---------- Input data ----------
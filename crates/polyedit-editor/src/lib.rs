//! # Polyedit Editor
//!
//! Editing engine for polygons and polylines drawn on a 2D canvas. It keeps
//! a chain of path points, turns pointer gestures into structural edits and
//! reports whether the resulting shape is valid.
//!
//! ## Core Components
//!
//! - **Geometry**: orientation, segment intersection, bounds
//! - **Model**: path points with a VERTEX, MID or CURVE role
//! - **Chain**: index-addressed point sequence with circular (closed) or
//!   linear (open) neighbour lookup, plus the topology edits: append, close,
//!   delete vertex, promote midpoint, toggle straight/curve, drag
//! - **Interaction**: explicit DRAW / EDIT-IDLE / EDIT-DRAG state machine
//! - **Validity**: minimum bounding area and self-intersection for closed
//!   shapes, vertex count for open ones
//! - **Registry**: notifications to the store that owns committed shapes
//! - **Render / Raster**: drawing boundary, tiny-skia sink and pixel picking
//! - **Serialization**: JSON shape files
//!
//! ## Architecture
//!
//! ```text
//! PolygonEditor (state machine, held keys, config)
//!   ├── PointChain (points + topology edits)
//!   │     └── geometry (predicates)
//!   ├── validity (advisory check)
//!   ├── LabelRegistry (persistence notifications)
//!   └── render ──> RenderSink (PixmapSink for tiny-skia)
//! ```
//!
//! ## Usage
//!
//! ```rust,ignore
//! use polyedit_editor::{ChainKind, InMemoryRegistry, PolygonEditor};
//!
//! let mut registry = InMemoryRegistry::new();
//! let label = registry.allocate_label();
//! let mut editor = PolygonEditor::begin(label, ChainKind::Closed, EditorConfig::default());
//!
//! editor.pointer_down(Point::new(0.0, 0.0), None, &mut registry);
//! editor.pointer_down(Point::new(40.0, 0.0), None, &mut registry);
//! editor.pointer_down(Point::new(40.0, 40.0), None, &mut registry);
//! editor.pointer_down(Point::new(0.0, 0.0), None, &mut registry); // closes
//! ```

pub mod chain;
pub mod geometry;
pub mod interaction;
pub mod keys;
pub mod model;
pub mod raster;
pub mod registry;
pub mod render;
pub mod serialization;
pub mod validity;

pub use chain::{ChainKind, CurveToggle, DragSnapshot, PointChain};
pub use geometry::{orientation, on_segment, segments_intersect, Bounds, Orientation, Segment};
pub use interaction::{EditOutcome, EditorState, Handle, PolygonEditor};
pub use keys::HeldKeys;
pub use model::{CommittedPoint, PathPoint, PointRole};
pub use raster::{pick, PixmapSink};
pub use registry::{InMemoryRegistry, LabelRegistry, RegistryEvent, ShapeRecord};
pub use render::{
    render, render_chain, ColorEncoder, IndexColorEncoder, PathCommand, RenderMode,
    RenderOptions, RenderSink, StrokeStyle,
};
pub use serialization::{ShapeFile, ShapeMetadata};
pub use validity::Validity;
----------
---------- Input data ----------
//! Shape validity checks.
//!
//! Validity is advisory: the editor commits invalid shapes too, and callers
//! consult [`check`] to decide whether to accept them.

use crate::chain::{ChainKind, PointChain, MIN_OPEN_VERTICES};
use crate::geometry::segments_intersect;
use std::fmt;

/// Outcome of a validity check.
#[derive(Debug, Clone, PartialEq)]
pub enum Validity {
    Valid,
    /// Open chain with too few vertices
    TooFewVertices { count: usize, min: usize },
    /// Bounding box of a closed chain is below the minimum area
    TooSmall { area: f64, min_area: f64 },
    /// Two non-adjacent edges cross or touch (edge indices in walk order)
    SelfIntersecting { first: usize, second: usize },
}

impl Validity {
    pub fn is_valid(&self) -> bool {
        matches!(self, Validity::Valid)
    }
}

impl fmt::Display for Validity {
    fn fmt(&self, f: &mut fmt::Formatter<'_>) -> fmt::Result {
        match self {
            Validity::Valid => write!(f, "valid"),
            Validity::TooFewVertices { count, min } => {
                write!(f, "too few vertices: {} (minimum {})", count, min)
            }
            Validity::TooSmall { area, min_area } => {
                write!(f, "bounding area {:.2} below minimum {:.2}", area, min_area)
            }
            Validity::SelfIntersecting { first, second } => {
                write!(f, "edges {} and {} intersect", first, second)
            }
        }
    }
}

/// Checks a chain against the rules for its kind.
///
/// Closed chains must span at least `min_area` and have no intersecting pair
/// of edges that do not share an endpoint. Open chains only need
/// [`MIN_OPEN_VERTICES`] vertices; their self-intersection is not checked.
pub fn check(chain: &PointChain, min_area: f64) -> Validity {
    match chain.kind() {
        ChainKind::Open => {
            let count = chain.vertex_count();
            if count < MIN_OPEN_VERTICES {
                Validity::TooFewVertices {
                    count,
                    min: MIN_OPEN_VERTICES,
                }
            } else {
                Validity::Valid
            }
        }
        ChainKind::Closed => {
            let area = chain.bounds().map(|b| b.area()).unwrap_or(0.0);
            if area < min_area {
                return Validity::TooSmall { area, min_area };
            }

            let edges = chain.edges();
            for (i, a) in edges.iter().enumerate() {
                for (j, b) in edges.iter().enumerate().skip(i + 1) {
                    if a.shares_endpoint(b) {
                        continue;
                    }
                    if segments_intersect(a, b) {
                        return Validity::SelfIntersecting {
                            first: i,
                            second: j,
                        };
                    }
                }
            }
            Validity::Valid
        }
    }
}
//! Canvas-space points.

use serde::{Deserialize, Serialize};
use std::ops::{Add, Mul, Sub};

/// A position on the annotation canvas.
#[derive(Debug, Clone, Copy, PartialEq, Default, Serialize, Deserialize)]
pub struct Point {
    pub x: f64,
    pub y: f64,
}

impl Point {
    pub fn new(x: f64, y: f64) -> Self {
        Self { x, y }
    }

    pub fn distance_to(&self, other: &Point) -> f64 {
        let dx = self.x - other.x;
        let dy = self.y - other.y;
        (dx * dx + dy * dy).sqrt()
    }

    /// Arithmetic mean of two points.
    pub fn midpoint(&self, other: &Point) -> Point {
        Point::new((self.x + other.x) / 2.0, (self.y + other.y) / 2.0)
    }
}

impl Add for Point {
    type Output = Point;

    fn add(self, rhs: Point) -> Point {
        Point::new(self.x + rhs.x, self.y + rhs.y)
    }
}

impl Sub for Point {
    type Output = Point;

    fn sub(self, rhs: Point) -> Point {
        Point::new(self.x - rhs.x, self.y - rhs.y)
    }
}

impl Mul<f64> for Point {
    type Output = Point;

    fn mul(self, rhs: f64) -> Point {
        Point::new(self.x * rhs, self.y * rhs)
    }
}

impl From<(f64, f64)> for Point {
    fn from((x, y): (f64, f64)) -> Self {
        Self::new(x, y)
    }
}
----------
---------- Input data ----------
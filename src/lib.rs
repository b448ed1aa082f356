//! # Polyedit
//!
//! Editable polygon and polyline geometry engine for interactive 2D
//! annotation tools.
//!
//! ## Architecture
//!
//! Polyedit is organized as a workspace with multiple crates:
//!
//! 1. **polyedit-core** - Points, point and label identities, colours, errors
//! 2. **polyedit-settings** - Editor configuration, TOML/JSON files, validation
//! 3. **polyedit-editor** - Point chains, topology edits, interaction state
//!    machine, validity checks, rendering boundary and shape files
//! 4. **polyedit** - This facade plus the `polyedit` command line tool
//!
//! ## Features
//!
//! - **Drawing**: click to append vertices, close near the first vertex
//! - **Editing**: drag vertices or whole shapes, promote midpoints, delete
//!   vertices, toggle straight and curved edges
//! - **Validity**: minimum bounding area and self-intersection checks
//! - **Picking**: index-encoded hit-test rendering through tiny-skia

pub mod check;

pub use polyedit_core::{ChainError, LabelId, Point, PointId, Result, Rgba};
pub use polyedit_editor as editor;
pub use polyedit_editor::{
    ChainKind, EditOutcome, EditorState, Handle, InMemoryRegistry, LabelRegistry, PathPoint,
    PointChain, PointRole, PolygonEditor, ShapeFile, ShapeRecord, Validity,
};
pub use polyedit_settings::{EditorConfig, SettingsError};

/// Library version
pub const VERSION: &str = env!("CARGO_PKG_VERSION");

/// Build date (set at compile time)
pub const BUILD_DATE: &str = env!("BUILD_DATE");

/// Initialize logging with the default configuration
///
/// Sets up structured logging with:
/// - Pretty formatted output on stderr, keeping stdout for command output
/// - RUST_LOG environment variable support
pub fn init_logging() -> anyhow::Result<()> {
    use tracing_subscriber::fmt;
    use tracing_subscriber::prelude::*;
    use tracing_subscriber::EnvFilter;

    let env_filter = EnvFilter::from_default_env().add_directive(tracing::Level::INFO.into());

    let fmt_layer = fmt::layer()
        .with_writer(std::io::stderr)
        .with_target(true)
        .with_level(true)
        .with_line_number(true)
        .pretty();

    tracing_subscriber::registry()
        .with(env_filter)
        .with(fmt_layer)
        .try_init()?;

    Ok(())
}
----------
- Exercise aim -
Please show every line above that includes the word "rendering".

- Your response -
//!    machine, validity checks, rendering boundary and shape files
//! - **Picking**: index-encoded hit-test rendering through tiny-skia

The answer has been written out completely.